TRY IT: In which lines of the data does the string "quot" appear? Copy every one.

Top of PROVIDED RECORDS

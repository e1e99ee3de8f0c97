use std::borrow::Cow;

/// Ellipsis appended when text is cut to a character budget
const ELLIPSIS: char = '…';

/// Truncates a string to at most `max_chars` characters.
///
/// Strings at or under the budget are returned unchanged (borrowed). Longer
/// strings keep their first `max_chars - 1` characters, lose any trailing
/// whitespace at the cut, and get a single `…` appended, so the result never
/// exceeds the budget.
///
/// Lengths are counted in `char`s, not bytes, so Cyrillic and Latvian text
/// is measured the same way as ASCII.
///
/// # Examples
///
/// ```
/// use offers_feed::util::truncate_chars;
///
/// assert_eq!(truncate_chars("Short", 10), "Short");
/// assert_eq!(truncate_chars("Hello World", 8), "Hello W…");
/// assert_eq!(truncate_chars("Hello World", 7), "Hello…");
/// ```
pub fn truncate_chars(s: &str, max_chars: usize) -> Cow<'_, str> {
    if max_chars == 0 {
        return Cow::Borrowed("");
    }

    // Byte offset of the char that would overflow the budget, if any
    let cut = match s.char_indices().nth(max_chars) {
        None => return Cow::Borrowed(s),
        Some(_) => s
            .char_indices()
            .nth(max_chars - 1)
            .map(|(idx, _)| idx)
            .unwrap_or(s.len()),
    };

    let mut out = String::with_capacity(cut + ELLIPSIS.len_utf8());
    out.push_str(s[..cut].trim_end());
    out.push(ELLIPSIS);
    Cow::Owned(out)
}

/// Escapes the five HTML-reserved characters (`& < > " '`).
///
/// Every feed-sourced string goes through this before it is placed in markup,
/// both in text nodes and in attribute values.
///
/// Returns `Cow::Borrowed` when nothing needs escaping.
pub fn escape_html(s: &str) -> Cow<'_, str> {
    if !s.bytes().any(|b| matches!(b, b'&' | b'<' | b'>' | b'"' | b'\'')) {
        return Cow::Borrowed(s);
    }

    let mut out = String::with_capacity(s.len() + 16);
    for c in s.chars() {
        match c {
            '&' => out.push_str("&amp;"),
            '<' => out.push_str("&lt;"),
            '>' => out.push_str("&gt;"),
            '"' => out.push_str("&quot;"),
            '\'' => out.push_str("&#39;"),
            _ => out.push(c),
        }
    }
    Cow::Owned(out)
}

/// Normalizes text for equality checks between posts.
///
/// Lower-cases, collapses every run of characters that are neither letters
/// nor digits into a single space, and trims. `"Hello, World!!"` and
/// `"hello world"` normalize to the same key.
pub fn normalize_text(s: &str) -> String {
    let mut out = String::with_capacity(s.len());
    let mut pending_space = false;

    for c in s.chars().flat_map(char::to_lowercase) {
        if c.is_alphanumeric() {
            if pending_space && !out.is_empty() {
                out.push(' ');
            }
            pending_space = false;
            out.push(c);
        } else {
            pending_space = true;
        }
    }

    out
}

/// Strips ASCII control characters other than tab, newline and carriage return.
///
/// Feed text occasionally carries stray C0 bytes that are not allowed in HTML
/// documents.
///
/// Returns `Cow::Borrowed` when the input contains no control characters (common case).
pub fn strip_control_chars(s: &str) -> Cow<'_, str> {
    let is_control = |c: char| c == '\x7f' || (c < ' ' && !matches!(c, '\t' | '\n' | '\r'));

    if !s.chars().any(is_control) {
        return Cow::Borrowed(s);
    }

    Cow::Owned(s.chars().filter(|&c| !is_control(c)).collect())
}

#[cfg(test)]
mod tests {
    use super::*;
    use proptest::prelude::*;

    #[test]
    fn test_truncate_under_budget_is_borrowed() {
        let result = truncate_chars("Short", 10);
        assert!(matches!(result, Cow::Borrowed(_)));
        assert_eq!(result, "Short");
    }

    #[test]
    fn test_truncate_exact_fit() {
        assert_eq!(truncate_chars("12345", 5), "12345");
    }

    #[test]
    fn test_truncate_appends_ellipsis() {
        assert_eq!(truncate_chars("123456", 5), "1234…");
    }

    #[test]
    fn test_truncate_trims_whitespace_at_cut() {
        // Cut lands right after "Hello " -> trailing space trimmed
        assert_eq!(truncate_chars("Hello World", 7), "Hello…");
    }

    #[test]
    fn test_truncate_counts_chars_not_bytes() {
        // 6 Cyrillic chars = 12 bytes
        assert_eq!(truncate_chars("привет", 6), "привет");
        assert_eq!(truncate_chars("привет", 4), "при…");
        assert_eq!(truncate_chars("ģērbšanās", 5), "ģērb…");
    }

    #[test]
    fn test_truncate_zero_budget() {
        assert_eq!(truncate_chars("Test", 0), "");
    }

    #[test]
    fn test_escape_all_reserved() {
        assert_eq!(
            escape_html(r#"<a href="x">Tom & 'Jerry'</a>"#),
            "&lt;a href=&quot;x&quot;&gt;Tom &amp; &#39;Jerry&#39;&lt;/a&gt;"
        );
    }

    #[test]
    fn test_escape_clean_text_borrowed() {
        let result = escape_html("plain text");
        assert!(matches!(result, Cow::Borrowed(_)));
    }

    #[test]
    fn test_escape_is_not_idempotent_on_ampersand() {
        // Already-escaped input is escaped again; callers escape exactly once.
        assert_eq!(escape_html("&amp;"), "&amp;amp;");
    }

    #[test]
    fn test_normalize_collapses_punctuation_and_case() {
        assert_eq!(normalize_text("  Hello,   World!! "), "hello world");
        assert_eq!(normalize_text("HELLO world"), "hello world");
        assert_eq!(normalize_text("Sale -- 50% off!"), "sale 50 off");
    }

    #[test]
    fn test_normalize_keeps_unicode_letters() {
        assert_eq!(normalize_text("Jaunā Kolekcija!"), "jaunā kolekcija");
        assert_eq!(normalize_text("Новая, коллекция"), "новая коллекция");
    }

    #[test]
    fn test_normalize_only_punctuation_is_empty() {
        assert_eq!(normalize_text("!!! ... ???"), "");
        assert_eq!(normalize_text(""), "");
    }

    #[test]
    fn test_strip_control_chars() {
        assert_eq!(strip_control_chars("he\x00ll\x07o\x7f"), "hello");
        let clean = strip_control_chars("line1\nline2\ttab");
        assert!(matches!(clean, Cow::Borrowed(_)));
    }

    proptest! {
        #[test]
        fn prop_truncate_respects_budget(s in "\\PC{0,200}", budget in 1usize..120) {
            let out = truncate_chars(&s, budget);
            prop_assert!(out.chars().count() <= budget);
            if s.chars().count() <= budget {
                prop_assert_eq!(out.as_ref(), s.as_str());
            } else {
                prop_assert!(out.ends_with('…'));
            }
        }

        #[test]
        fn prop_truncate_exact_length_without_whitespace(s in "[a-zA-Z0-9]{1,200}", budget in 1usize..120) {
            let out = truncate_chars(&s, budget);
            if s.chars().count() > budget {
                prop_assert_eq!(out.chars().count(), budget);
            }
        }

        #[test]
        fn prop_escape_leaves_no_raw_markup(s in "\\PC{0,100}") {
            let out = escape_html(&s);
            prop_assert!(!out.contains('<'));
            prop_assert!(!out.contains('>'));
            prop_assert!(!out.contains('"'));
            prop_assert!(!out.contains('\''));
        }

        #[test]
        fn prop_normalize_is_idempotent(s in "[a-zA-Z0-9 ,.!?ā-žа-яА-Я-]{0,100}") {
            let once = normalize_text(&s);
            prop_assert_eq!(normalize_text(&once), once.clone());
        }
    }
}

Bottom of PROVIDED RECORDS

RESULT BELOW:
            '"' => out.push_str("&quot;"),
            "&lt;a href=&quot;x&quot;&gt;Tom &amp; &#39;Jerry&#39;&lt;/a&gt;"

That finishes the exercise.